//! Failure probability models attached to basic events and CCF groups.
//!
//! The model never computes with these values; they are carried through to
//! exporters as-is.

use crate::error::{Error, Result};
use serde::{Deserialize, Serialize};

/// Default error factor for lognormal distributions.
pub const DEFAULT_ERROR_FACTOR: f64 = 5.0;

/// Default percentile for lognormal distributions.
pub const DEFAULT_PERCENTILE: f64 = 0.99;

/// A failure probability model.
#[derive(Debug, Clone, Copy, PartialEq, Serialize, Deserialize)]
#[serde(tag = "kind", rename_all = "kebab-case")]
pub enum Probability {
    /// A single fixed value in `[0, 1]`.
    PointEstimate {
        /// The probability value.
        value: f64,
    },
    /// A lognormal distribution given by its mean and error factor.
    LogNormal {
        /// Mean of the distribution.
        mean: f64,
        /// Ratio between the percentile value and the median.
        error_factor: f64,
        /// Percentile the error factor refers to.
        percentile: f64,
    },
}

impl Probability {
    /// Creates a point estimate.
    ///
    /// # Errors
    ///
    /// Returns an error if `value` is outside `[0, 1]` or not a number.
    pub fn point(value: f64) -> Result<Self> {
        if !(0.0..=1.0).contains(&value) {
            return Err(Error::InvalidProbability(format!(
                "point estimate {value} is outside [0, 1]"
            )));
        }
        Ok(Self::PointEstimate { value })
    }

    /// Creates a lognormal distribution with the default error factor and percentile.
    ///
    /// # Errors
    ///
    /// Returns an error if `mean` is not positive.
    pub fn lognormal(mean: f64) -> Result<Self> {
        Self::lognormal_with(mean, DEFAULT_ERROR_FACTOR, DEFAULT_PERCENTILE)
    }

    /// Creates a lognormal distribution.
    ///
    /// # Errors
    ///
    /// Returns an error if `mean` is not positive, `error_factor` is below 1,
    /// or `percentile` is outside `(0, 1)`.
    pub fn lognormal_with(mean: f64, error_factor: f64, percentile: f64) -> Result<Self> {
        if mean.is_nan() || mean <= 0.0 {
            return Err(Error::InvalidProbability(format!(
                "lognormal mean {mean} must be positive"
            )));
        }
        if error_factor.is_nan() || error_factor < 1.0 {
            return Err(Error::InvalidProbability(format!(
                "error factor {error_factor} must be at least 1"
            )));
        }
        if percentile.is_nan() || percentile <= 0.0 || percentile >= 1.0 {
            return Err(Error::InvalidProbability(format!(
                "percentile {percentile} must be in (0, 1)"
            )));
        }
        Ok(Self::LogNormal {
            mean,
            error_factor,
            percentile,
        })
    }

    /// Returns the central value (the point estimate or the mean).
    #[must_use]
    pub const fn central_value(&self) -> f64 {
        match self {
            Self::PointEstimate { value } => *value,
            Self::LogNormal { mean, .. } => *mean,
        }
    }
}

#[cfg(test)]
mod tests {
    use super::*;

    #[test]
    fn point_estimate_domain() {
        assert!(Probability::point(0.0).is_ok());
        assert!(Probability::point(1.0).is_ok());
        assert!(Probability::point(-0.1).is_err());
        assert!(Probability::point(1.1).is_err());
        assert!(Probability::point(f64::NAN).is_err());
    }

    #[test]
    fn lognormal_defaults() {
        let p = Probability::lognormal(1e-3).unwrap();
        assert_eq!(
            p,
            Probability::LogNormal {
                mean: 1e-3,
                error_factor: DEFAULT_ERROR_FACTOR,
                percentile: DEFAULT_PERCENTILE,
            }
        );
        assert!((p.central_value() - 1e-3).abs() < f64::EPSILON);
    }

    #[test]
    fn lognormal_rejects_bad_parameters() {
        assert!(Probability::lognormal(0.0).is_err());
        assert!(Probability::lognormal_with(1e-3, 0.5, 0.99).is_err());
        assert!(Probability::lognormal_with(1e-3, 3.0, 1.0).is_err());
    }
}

...

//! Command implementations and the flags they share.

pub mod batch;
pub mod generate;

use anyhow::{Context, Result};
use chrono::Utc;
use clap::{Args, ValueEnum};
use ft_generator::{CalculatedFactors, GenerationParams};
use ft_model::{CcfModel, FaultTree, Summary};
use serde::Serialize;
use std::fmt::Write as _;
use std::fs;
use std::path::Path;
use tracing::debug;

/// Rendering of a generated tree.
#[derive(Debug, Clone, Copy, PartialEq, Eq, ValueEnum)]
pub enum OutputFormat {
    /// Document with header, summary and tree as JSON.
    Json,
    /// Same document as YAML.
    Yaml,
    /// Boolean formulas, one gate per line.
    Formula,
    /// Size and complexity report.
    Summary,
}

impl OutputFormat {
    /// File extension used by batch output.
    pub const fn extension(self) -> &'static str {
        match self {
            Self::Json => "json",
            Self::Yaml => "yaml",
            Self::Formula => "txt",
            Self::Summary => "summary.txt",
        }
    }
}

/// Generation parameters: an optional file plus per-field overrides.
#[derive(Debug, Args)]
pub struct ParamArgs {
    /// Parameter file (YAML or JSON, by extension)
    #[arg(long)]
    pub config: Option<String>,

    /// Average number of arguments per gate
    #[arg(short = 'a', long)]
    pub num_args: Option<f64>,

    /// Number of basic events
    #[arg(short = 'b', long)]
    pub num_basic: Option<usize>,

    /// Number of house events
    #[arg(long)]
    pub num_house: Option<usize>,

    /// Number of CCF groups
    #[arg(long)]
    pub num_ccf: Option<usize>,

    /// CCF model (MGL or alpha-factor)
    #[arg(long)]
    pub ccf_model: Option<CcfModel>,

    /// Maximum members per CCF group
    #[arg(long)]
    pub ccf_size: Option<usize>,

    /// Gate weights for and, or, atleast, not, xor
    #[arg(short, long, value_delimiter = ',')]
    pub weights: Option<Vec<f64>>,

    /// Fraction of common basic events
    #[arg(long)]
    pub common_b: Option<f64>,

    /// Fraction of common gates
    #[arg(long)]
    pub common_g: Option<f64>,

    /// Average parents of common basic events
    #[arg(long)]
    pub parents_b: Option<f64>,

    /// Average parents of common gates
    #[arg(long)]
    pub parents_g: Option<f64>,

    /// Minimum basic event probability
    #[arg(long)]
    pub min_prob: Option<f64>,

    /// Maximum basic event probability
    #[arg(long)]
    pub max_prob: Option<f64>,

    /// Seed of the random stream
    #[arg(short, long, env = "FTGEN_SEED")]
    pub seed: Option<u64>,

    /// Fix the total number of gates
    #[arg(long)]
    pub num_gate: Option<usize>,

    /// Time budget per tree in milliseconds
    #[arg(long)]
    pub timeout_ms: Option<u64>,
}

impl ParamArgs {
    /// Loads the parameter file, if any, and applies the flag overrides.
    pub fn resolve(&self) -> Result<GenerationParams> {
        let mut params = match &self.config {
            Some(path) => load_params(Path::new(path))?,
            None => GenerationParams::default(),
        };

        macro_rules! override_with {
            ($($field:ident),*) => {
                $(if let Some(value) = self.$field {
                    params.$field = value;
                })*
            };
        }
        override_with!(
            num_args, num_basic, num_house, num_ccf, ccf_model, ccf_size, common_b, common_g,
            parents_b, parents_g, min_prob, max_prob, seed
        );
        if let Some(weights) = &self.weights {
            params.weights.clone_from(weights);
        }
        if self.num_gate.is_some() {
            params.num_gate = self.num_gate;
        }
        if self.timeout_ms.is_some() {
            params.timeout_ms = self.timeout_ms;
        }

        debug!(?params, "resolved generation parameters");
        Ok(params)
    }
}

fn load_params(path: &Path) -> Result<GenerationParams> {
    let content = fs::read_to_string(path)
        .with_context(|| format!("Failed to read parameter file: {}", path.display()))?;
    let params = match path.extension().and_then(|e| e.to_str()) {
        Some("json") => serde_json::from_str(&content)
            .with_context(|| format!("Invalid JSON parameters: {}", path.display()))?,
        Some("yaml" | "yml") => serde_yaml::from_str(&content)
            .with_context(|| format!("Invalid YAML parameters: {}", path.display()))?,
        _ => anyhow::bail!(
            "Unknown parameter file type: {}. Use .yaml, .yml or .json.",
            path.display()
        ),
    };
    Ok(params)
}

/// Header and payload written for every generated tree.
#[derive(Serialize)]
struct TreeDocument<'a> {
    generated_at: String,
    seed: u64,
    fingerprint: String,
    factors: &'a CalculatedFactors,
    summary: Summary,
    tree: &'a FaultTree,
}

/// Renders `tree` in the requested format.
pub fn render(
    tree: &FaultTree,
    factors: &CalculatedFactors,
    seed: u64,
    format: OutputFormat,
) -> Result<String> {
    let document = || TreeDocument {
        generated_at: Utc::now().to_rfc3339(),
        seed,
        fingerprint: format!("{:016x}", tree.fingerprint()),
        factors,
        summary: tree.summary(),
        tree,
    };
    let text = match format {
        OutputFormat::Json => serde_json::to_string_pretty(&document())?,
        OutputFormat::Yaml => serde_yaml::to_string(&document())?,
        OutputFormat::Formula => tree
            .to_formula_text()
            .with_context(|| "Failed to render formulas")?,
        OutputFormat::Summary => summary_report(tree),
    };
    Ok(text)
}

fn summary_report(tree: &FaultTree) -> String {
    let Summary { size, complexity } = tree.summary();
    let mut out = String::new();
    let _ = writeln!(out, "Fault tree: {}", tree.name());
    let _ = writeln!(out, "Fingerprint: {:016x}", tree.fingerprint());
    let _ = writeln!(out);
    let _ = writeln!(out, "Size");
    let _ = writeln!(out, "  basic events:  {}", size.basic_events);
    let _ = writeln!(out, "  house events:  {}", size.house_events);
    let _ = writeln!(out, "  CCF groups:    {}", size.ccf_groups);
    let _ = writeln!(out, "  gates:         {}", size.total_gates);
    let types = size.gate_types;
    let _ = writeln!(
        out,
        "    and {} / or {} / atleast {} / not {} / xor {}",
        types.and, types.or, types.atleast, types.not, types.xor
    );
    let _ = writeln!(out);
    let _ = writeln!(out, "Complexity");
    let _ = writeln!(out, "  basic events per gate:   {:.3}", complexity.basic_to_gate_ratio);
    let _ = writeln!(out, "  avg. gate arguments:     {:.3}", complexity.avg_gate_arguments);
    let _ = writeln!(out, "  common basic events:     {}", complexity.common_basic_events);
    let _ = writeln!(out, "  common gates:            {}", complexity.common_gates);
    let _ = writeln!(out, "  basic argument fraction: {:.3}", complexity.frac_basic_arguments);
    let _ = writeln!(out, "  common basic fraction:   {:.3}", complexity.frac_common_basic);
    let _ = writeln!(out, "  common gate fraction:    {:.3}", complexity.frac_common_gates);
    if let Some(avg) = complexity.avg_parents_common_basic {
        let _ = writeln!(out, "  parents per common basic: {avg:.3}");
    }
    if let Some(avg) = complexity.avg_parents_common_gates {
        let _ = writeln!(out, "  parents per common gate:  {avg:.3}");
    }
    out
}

TASK ITEM:
When a line in the data above contains the string "Maximum", copy that line.

OUTPUT OF THE EXERCISE:
    /// Maximum members per CCF group
    /// Maximum basic event probability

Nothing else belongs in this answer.